The co-op can alter or amend the house rules. Those house rules are given simultaneously to the proprietary lease and are technically part of it. Shareholders must comply with all the house rules and ensure that the family, guests, employees, or sub-tenants observe them. As a result, a simple house rule breach represents a default under the proprietary lease.
The owner can cook without generating little odors in the rest of the building. The owner can’t cause any excessive noise, either. Lastly, the owner cannot obstruct public hallways or stairways.
Suppose a mechanic’s lien against the building gets filed. The owner needs to take care of it immediately. The owner can pay this lien quickly. If the owner fails to do it, the co-op may deal with it without investigation.

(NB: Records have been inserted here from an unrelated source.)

//! File fingerprints

use std::fmt;
use std::io;
use std::path::Path;

use sha2::{Digest, Sha256};

/// Content fingerprint: length plus SHA-256 of the bytes.
///
/// Content hashing catches edits that keep size and mtime unchanged.
#[derive(Debug, Clone, PartialEq, Eq)]
pub struct Fingerprint {
    pub len: u64,
    pub digest: String,
}

impl Fingerprint {
    pub fn of_bytes(bytes: &[u8]) -> Self {
        Self {
            len: bytes.len() as u64,
            digest: hex::encode(Sha256::digest(bytes)),
        }
    }

    /// Fingerprint of the file at `path`, `None` if it does not exist
    pub async fn of_file(path: &Path) -> io::Result<Option<Self>> {
        match tokio::fs::read(path).await {
            Ok(bytes) => Ok(Some(Self::of_bytes(&bytes))),
            Err(e) if e.kind() == io::ErrorKind::NotFound => Ok(None),
            Err(e) => Err(e),
        }
    }
}

impl fmt::Display for Fingerprint {
    fn fmt(&self, f: &mut fmt::Formatter<'_>) -> fmt::Result {
        write!(f, "{}b/{}", self.len, &self.digest[..12.min(self.digest.len())])
    }
}
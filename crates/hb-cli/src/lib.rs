//! harbor CLI library
//!
//! Command implementations, the IPC client and terminal output helpers used
//! by the `harbor` binary.

pub mod commands;
pub mod ipc;
pub mod output;
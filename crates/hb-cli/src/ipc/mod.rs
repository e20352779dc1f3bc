//! IPC client for talking to a running orchestrator

mod client;

pub use client::HarborClient;
pub use hb_core::ipc::{DaemonStatus, IpcRequest, IpcResponse};
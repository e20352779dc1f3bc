//! IPC protocol between the CLI and a running orchestrator
//!
//! One JSON object per line over TCP on 127.0.0.1. TCP keeps the transport
//! identical on every platform.

use serde::{Deserialize, Serialize};

use crate::types::{ServiceSnapshot, Verdict};

/// Request from the CLI to the orchestrator
#[derive(Debug, Clone, PartialEq, Serialize, Deserialize)]
#[serde(tag = "type", rename_all = "snake_case")]
pub enum IpcRequest {
    /// Keepalive / liveness check
    Ping,

    /// Snapshot of every managed service
    GetStatus,

    /// Restart one service
    Restart { name: String },

    /// Classify an outbound destination against the active policy
    Classify { destination: String },

    /// Stop all services and exit
    Shutdown,
}

/// Response from the orchestrator
#[derive(Debug, Clone, PartialEq, Serialize, Deserialize)]
#[serde(tag = "type", rename_all = "snake_case")]
pub enum IpcResponse {
    /// Answer to `Ping`
    Pong,

    /// Orchestrator status
    Status(DaemonStatus),

    /// Policy verdict for a destination
    Classified {
        destination: String,
        verdict: Verdict,
    },

    /// Generic success
    Ok,

    /// Error response
    Error { message: String },
}

/// Status of a running orchestrator
#[derive(Debug, Clone, PartialEq, Serialize, Deserialize)]
#[serde(rename_all = "camelCase")]
pub struct DaemonStatus {
    /// Orchestrator version
    pub version: String,
    /// Orchestrator process id
    pub pid: u32,
    /// Uptime in seconds
    pub uptime_secs: u64,
    /// Configuration file in use
    pub config_path: Option<String>,
    /// Services in start order
    pub services: Vec<ServiceSnapshot>,
}

/// Encode a message as a single newline-terminated line
pub fn encode_line<T: Serialize>(message: &T) -> serde_json::Result<String> {
    let mut line = serde_json::to_string(message)?;
    line.push('\n');
    Ok(line)
}

#[cfg(test)]
mod tests {
    use super::*;
    use crate::types::LifecycleState;

    #[test]
    fn test_request_wire_format() {
        let json = serde_json::to_string(&IpcRequest::Restart {
            name: "llm".into(),
        })
        .unwrap();
        assert_eq!(json, r#"{"type":"restart","name":"llm"}"#);

        let parsed: IpcRequest = serde_json::from_str(r#"{"type":"get_status"}"#).unwrap();
        assert_eq!(parsed, IpcRequest::GetStatus);
    }

    #[test]
    fn test_classified_response_keeps_both_tags() {
        let response = IpcResponse::Classified {
            destination: "api.openai.com:443".into(),
            verdict: Verdict::RedirectTo {
                host: "127.0.0.1".into(),
                port: 11434,
            },
        };
        let json = serde_json::to_string(&response).unwrap();
        assert!(json.contains(r#""type":"classified""#));
        assert!(json.contains(r#""action":"redirectTo""#));
        let back: IpcResponse = serde_json::from_str(&json).unwrap();
        assert_eq!(back, response);
    }

    #[test]
    fn test_status_response() {
        let mut snapshot = ServiceSnapshot::pending("llm", 11434);
        snapshot.state = LifecycleState::Running;
        snapshot.pid = Some(4242);
        let response = IpcResponse::Status(DaemonStatus {
            version: "0.1.0".into(),
            pid: 1,
            uptime_secs: 30,
            config_path: None,
            services: vec![snapshot],
        });

        let line = encode_line(&response).unwrap();
        assert!(line.ends_with('\n'));
        assert_eq!(line.matches('\n').count(), 1);
        let back: IpcResponse = serde_json::from_str(line.trim_end()).unwrap();
        assert_eq!(back, response);
    }
}
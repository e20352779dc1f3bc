//! Config command implementations

use std::path::{Path, PathBuf};

use anyhow::{Context, Result};

use crate::output::{print_info, print_success, print_warning};
use hb_core::config::{self, HarborConfig};

/// The `--config` path, or the default location
pub fn resolve_config_path(config_path: Option<&PathBuf>) -> PathBuf {
    config_path
        .cloned()
        .unwrap_or_else(config::default_config_path)
}

/// Print the config file location
pub fn config_path(path: &Path) {
    println!("{}", path.display());
}

/// Print the effective configuration (defaults filled in) as JSON
pub fn config_show(path: &Path) -> Result<()> {
    let config = config::load_config(path)
        .with_context(|| format!("Failed to load config from {}", path.display()))?;
    println!("{}", serde_json::to_string_pretty(&config)?);
    Ok(())
}

/// Validate the config file and print the start order
pub fn config_check(path: &Path) -> Result<()> {
    let config = config::load_config(path)
        .with_context(|| format!("Invalid config {}", path.display()))?;
    let order = config.start_order()?;

    print_success(&format!("{} is valid", path.display()));
    println!("  Services:    {}", config.services.len());
    println!("  Start order: {}", order.join(" -> "));
    println!("  Ports:       {}", join_ports(&config.reclaim_ports()));
    println!(
        "  Policy:      {} allowlisted, {} rules",
        config.policy.allowlist.len(),
        config.policy.rules.len()
    );
    println!("  Watchers:    {}", config.watchers.len());
    Ok(())
}

/// Write a sample configuration
pub fn config_init(path: &Path, force: bool) -> Result<()> {
    if path.exists() && !force {
        print_warning(&format!("Config file already exists: {}", path.display()));
        print_info("Use --force to overwrite");
        return Ok(());
    }

    config::save_config(path, &HarborConfig::sample())
        .with_context(|| format!("Failed to write config to {}", path.display()))?;
    print_success(&format!("Created {}", path.display()));
    Ok(())
}

fn join_ports(ports: &[u16]) -> String {
    ports
        .iter()
        .map(|p| p.to_string())
        .collect::<Vec<_>>()
        .join(", ")
}
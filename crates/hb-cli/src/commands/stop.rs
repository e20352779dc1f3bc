//! Stop command implementation
//!
//! Asks the orchestrator to shut down over IPC. When IPC is unreachable the
//! PID file is the fallback: a live PID gets a graceful termination.

use std::path::Path;
use std::time::Duration;

use anyhow::{Context, Result};

use crate::ipc::HarborClient;
use crate::output::{print_info, print_success, print_warning};
use hb_core::pidfile;
use hb_core::process::{self, Termination};

/// How long `stop` waits for the orchestrator to exit after asking
const STOP_TIMEOUT: Duration = Duration::from_secs(30);

pub async fn stop_command(client: &mut HarborClient, pid_path: &Path) -> Result<()> {
    print_info("Stopping orchestrator...");

    match client.shutdown().await {
        Ok(()) => {
            // The daemon removes its PID file on exit; wait for that
            if let Some(pid) = pidfile::read_pid_file(pid_path).ok().flatten() {
                if !process::wait_for_exit(pid, STOP_TIMEOUT).await {
                    print_warning(&format!(
                        "Orchestrator (PID {}) is still shutting down",
                        pid
                    ));
                    return Ok(());
                }
            }
            print_success("Orchestrator stopped");
            return Ok(());
        }
        Err(e) => tracing::debug!("IPC shutdown failed: {:#}", e),
    }

    let pid = pidfile::live_pid(pid_path)
        .with_context(|| format!("Failed to read PID file {}", pid_path.display()))?;
    let Some(pid) = pid else {
        print_warning("Orchestrator is not running");
        return Ok(());
    };

    print_info(&format!(
        "IPC unreachable, terminating PID {} from {}",
        pid,
        pid_path.display()
    ));
    match process::terminate_gracefully(pid, STOP_TIMEOUT).await? {
        Termination::NotRunning => print_warning("Orchestrator is not running"),
        Termination::Graceful => print_success("Orchestrator stopped"),
        Termination::Forced => print_warning("Orchestrator did not exit in time and was killed"),
    }
    // Only a forced kill leaves the file behind
    pidfile::remove_pid_file(pid_path)?;
    Ok(())
}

The cooperative has the right to collect all amounts paid. The co-op will also charge the owner attorney’s fees, disbursements, and interests.
In short, the owner automatically loses in the case of a dispute with a contractor. For example, a plumber comes by and doesn’t fix your in-unit boiler. And however, he sends you a bill for $10,000 anyway for “labor.”
The plumber may file a mechanic’s lien if you dispute this work. Technically, the claim is on the entire building; therefore, the co-op will automatically pay without investigating. Then The co-op will bill the owner the amount plus any additional expenses.
Essentially, shareholders lose in any dispute with a contractor. Therefore, it is challenging to get that money back, and the owner must appeal or start a lawsuit.
Every owner is required to share a key with the co-op. If the building’s super can’t get in, they can break-in at the owner’s expense. However, the co-op must provide you with reasonable and without notice in an emergency.
If the shareholder violates the proprietary lease, the co-op can enter the apartment and remove everything with Board approval. Some conditions will automatically terminate the lease, such as:
The board can opine an owner or a visitor’s attitude is offensive.
The board can terminate the owner’s proprietary lease if this behavior persists after sending a notice.
Yes. Typically, the board extends the lease term when it reaches 25 or 30 years in the future. The goal is to keep the maturity between 30 and 50 years.
This is because a proprietary lease that expires under 30 years may cause problems with potential lenders.
Sadly no. Tax authorities could interpret such a long lease period as a transfer of ownership from the co-op to the owner. This interpretation becomes transactional with potential capital gains, which could trigger the payment of NYS and NYC transfer taxes.
For this reason, co-op boards will update a proprietary lease maturity between 30 and 50 years.